Segment Start: MATERIAL PROVIDED

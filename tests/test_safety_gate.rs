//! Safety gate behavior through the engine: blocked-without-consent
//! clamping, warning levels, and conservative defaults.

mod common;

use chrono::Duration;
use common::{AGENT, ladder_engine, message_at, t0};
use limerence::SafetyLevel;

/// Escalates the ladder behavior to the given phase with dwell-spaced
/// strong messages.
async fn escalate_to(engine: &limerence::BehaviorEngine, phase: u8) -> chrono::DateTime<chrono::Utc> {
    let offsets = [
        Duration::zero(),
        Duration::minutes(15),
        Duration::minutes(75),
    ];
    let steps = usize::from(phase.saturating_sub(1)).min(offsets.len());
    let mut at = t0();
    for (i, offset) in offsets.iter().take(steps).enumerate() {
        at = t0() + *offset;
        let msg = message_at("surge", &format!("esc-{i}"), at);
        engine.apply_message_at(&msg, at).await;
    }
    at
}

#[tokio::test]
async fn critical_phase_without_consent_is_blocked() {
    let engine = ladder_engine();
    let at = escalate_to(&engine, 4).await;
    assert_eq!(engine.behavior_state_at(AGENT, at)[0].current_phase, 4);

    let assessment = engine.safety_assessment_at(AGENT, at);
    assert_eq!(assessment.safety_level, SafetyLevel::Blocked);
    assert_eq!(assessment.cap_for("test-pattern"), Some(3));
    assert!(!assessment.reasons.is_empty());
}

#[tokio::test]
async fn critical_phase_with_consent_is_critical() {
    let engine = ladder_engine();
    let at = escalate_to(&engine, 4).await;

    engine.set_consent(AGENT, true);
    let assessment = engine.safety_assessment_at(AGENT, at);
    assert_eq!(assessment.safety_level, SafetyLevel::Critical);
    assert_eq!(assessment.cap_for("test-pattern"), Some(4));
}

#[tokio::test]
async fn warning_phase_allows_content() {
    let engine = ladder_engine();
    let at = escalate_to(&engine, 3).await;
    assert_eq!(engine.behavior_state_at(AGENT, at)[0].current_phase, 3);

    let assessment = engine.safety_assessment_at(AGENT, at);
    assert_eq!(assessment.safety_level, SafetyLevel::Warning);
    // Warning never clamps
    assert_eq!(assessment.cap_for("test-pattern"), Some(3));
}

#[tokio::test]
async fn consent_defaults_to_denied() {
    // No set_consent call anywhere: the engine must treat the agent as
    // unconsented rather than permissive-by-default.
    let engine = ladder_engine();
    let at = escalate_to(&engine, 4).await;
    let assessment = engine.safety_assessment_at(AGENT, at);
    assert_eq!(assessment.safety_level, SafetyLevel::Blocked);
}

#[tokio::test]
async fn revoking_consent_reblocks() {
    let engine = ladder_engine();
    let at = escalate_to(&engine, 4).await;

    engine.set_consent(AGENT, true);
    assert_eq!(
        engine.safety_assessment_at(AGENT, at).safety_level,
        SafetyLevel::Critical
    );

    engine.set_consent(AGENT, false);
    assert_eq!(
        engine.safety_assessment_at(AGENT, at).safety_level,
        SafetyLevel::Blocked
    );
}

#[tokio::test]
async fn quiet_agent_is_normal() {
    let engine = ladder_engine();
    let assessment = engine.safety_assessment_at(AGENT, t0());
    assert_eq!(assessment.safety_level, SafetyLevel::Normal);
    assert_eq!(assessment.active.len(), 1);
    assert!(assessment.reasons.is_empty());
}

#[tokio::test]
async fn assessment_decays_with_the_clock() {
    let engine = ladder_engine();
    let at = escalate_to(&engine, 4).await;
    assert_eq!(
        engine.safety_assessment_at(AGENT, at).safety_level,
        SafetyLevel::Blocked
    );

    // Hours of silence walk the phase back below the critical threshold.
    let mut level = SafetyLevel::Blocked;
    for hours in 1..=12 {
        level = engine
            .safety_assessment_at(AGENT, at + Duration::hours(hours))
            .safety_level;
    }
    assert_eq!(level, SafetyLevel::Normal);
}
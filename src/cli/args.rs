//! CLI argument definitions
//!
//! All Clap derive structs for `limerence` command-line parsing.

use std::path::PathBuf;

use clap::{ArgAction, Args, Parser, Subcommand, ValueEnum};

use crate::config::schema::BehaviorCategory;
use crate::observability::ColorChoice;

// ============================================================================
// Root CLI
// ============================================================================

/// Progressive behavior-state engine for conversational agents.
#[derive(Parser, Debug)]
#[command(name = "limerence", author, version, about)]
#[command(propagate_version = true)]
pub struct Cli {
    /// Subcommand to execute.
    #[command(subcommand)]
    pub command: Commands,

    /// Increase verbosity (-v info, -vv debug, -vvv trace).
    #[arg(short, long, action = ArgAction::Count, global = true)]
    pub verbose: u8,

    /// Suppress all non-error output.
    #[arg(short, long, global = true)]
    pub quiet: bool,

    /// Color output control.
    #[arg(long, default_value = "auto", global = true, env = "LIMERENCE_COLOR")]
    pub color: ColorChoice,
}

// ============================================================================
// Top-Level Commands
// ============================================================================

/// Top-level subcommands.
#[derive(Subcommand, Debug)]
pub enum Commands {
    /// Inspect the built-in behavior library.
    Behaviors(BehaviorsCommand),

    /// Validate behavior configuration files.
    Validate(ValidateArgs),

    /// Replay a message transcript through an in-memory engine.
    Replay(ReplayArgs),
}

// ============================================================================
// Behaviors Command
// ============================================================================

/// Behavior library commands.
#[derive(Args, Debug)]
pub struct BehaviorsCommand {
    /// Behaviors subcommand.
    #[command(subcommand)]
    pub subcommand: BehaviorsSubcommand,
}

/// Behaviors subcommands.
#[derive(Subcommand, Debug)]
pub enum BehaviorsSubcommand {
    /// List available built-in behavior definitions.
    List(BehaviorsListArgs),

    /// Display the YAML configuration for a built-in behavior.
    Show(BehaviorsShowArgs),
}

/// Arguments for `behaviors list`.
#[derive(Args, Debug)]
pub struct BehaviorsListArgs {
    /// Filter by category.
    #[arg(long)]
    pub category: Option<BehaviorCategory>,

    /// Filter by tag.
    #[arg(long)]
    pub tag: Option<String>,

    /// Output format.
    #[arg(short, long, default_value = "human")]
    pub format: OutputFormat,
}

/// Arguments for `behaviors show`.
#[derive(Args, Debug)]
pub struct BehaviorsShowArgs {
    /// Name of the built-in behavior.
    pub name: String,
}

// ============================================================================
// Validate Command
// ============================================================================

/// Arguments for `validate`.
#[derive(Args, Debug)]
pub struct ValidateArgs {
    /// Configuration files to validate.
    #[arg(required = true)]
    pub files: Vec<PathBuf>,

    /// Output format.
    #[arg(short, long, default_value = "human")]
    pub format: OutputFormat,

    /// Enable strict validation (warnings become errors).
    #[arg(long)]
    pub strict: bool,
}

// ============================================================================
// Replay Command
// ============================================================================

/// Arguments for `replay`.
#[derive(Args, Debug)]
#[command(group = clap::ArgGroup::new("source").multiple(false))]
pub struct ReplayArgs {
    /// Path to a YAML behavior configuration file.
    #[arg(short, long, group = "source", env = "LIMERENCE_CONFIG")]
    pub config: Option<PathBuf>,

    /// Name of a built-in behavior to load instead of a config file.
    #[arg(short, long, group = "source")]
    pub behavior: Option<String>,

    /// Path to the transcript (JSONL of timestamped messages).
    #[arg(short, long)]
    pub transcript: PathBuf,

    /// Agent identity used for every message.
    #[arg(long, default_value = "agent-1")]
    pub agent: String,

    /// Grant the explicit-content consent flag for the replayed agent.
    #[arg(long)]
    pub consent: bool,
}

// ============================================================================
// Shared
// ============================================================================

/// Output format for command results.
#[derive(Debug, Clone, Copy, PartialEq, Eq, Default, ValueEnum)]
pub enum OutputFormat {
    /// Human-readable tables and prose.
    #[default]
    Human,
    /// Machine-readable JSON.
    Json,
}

Segment End: MATERIAL PROVIDED

EXERCISE PROMPT>
Repeat the full set of records above character for character.

FINAL ANSWER>
filename tests/test_safety_gate.rs
//! Safety gate behavior through the engine: blocked-without-consent
//! clamping, warning levels, and conservative defaults.

mod common;

use chrono::Duration;
use common::{AGENT, ladder_engine, message_at, t0};
use limerence::SafetyLevel;

/// Escalates the ladder behavior to the given phase with dwell-spaced
/// strong messages.
async fn escalate_to(engine: &limerence::BehaviorEngine, phase: u8) -> chrono::DateTime<chrono::Utc> {
    let offsets = [
        Duration::zero(),
        Duration::minutes(15),
        Duration::minutes(75),
    ];
    let steps = usize::from(phase.saturating_sub(1)).min(offsets.len());
    let mut at = t0();
    for (i, offset) in offsets.iter().take(steps).enumerate() {
        at = t0() + *offset;
        let msg = message_at("surge", &format!("esc-{i}"), at);
        engine.apply_message_at(&msg, at).await;
    }
    at
}

#[tokio::test]
async fn critical_phase_without_consent_is_blocked() {
    let engine = ladder_engine();
    let at = escalate_to(&engine, 4).await;
    assert_eq!(engine.behavior_state_at(AGENT, at)[0].current_phase, 4);

    let assessment = engine.safety_assessment_at(AGENT, at);
    assert_eq!(assessment.safety_level, SafetyLevel::Blocked);
    assert_eq!(assessment.cap_for("test-pattern"), Some(3));
    assert!(!assessment.reasons.is_empty());
}

#[tokio::test]
async fn critical_phase_with_consent_is_critical() {
    let engine = ladder_engine();
    let at = escalate_to(&engine, 4).await;

    engine.set_consent(AGENT, true);
    let assessment = engine.safety_assessment_at(AGENT, at);
    assert_eq!(assessment.safety_level, SafetyLevel::Critical);
    assert_eq!(assessment.cap_for("test-pattern"), Some(4));
}

#[tokio::test]
async fn warning_phase_allows_content() {
    let engine = ladder_engine();
    let at = escalate_to(&engine, 3).await;
    assert_eq!(engine.behavior_state_at(AGENT, at)[0].current_phase, 3);

    let assessment = engine.safety_assessment_at(AGENT, at);
    assert_eq!(assessment.safety_level, SafetyLevel::Warning);
    // Warning never clamps
    assert_eq!(assessment.cap_for("test-pattern"), Some(3));
}

#[tokio::test]
async fn consent_defaults_to_denied() {
    // No set_consent call anywhere: the engine must treat the agent as
    // unconsented rather than permissive-by-default.
    let engine = ladder_engine();
    let at = escalate_to(&engine, 4).await;
    let assessment = engine.safety_assessment_at(AGENT, at);
    assert_eq!(assessment.safety_level, SafetyLevel::Blocked);
}

#[tokio::test]
async fn revoking_consent_reblocks() {
    let engine = ladder_engine();
    let at = escalate_to(&engine, 4).await;

    engine.set_consent(AGENT, true);
    assert_eq!(
        engine.safety_assessment_at(AGENT, at).safety_level,
        SafetyLevel::Critical
    );

    engine.set_consent(AGENT, false);
    assert_eq!(
        engine.safety_assessment_at(AGENT, at).safety_level,
        SafetyLevel::Blocked
    );
}

#[tokio::test]
async fn quiet_agent_is_normal() {
    let engine = ladder_engine();
    let assessment = engine.safety_assessment_at(AGENT, t0());
    assert_eq!(assessment.safety_level, SafetyLevel::Normal);
    assert_eq!(assessment.active.len(), 1);
    assert!(assessment.reasons.is_empty());
}

#[tokio::test]
async fn assessment_decays_with_the_clock() {
    let engine = ladder_engine();
    let at = escalate_to(&engine, 4).await;
    assert_eq!(
        engine.safety_assessment_at(AGENT, at).safety_level,
        SafetyLevel::Blocked
    );

    // Hours of silence walk the phase back below the critical threshold.
    let mut level = SafetyLevel::Blocked;
    for hours in 1..=12 {
        level = engine
            .safety_assessment_at(AGENT, at + Duration::hours(hours))
            .safety_level;
    }
    assert_eq!(level, SafetyLevel::Normal);
}
filename src/cli/args.rs
//! CLI argument definitions
//!
//! All Clap derive structs for `limerence` command-line parsing.

use std::path::PathBuf;

use clap::{ArgAction, Args, Parser, Subcommand, ValueEnum};

use crate::config::schema::BehaviorCategory;
use crate::observability::ColorChoice;

// ============================================================================
// Root CLI
// ============================================================================

/// Progressive behavior-state engine for conversational agents.
#[derive(Parser, Debug)]
#[command(name = "limerence", author, version, about)]
#[command(propagate_version = true)]
pub struct Cli {
    /// Subcommand to execute.
    #[command(subcommand)]
    pub command: Commands,

    /// Increase verbosity (-v info, -vv debug, -vvv trace).
    #[arg(short, long, action = ArgAction::Count, global = true)]
    pub verbose: u8,

    /// Suppress all non-error output.
    #[arg(short, long, global = true)]
    pub quiet: bool,

    /// Color output control.
    #[arg(long, default_value = "auto", global = true, env = "LIMERENCE_COLOR")]
    pub color: ColorChoice,
}

// ============================================================================
// Top-Level Commands
// ============================================================================

/// Top-level subcommands.
#[derive(Subcommand, Debug)]
pub enum Commands {
    /// Inspect the built-in behavior library.
    Behaviors(BehaviorsCommand),

    /// Validate behavior configuration files.
    Validate(ValidateArgs),

    /// Replay a message transcript through an in-memory engine.
    Replay(ReplayArgs),
}

// ============================================================================
// Behaviors Command
// ============================================================================

/// Behavior library commands.
#[derive(Args, Debug)]
pub struct BehaviorsCommand {
    /// Behaviors subcommand.
    #[command(subcommand)]
    pub subcommand: BehaviorsSubcommand,
}

/// Behaviors subcommands.
#[derive(Subcommand, Debug)]
pub enum BehaviorsSubcommand {
    /// List available built-in behavior definitions.
    List(BehaviorsListArgs),

    /// Display the YAML configuration for a built-in behavior.
    Show(BehaviorsShowArgs),
}

/// Arguments for `behaviors list`.
#[derive(Args, Debug)]
pub struct BehaviorsListArgs {
    /// Filter by category.
    #[arg(long)]
    pub category: Option<BehaviorCategory>,

    /// Filter by tag.
    #[arg(long)]
    pub tag: Option<String>,

    /// Output format.
    #[arg(short, long, default_value = "human")]
    pub format: OutputFormat,
}

/// Arguments for `behaviors show`.
#[derive(Args, Debug)]
pub struct BehaviorsShowArgs {
    /// Name of the built-in behavior.
    pub name: String,
}

// ============================================================================
// Validate Command
// ============================================================================

/// Arguments for `validate`.
#[derive(Args, Debug)]
pub struct ValidateArgs {
    /// Configuration files to validate.
    #[arg(required = true)]
    pub files: Vec<PathBuf>,

    /// Output format.
    #[arg(short, long, default_value = "human")]
    pub format: OutputFormat,

    /// Enable strict validation (warnings become errors).
    #[arg(long)]
    pub strict: bool,
}

// ============================================================================
// Replay Command
// ============================================================================

/// Arguments for `replay`.
#[derive(Args, Debug)]
#[command(group = clap::ArgGroup::new("source").multiple(false))]
pub struct ReplayArgs {
    /// Path to a YAML behavior configuration file.
    #[arg(short, long, group = "source", env = "LIMERENCE_CONFIG")]
    pub config: Option<PathBuf>,

    /// Name of a built-in behavior to load instead of a config file.
    #[arg(short, long, group = "source")]
    pub behavior: Option<String>,

    /// Path to the transcript (JSONL of timestamped messages).
    #[arg(short, long)]
    pub transcript: PathBuf,

    /// Agent identity used for every message.
    #[arg(long, default_value = "agent-1")]
    pub agent: String,

    /// Grant the explicit-content consent flag for the replayed agent.
    #[arg(long)]
    pub consent: bool,
}

// ============================================================================
// Shared
// ============================================================================

/// Output format for command results.
#[derive(Debug, Clone, Copy, PartialEq, Eq, Default, ValueEnum)]
pub enum OutputFormat {
    /// Human-readable tables and prose.
    #[default]
    Human,
    /// Machine-readable JSON.
    Json,
}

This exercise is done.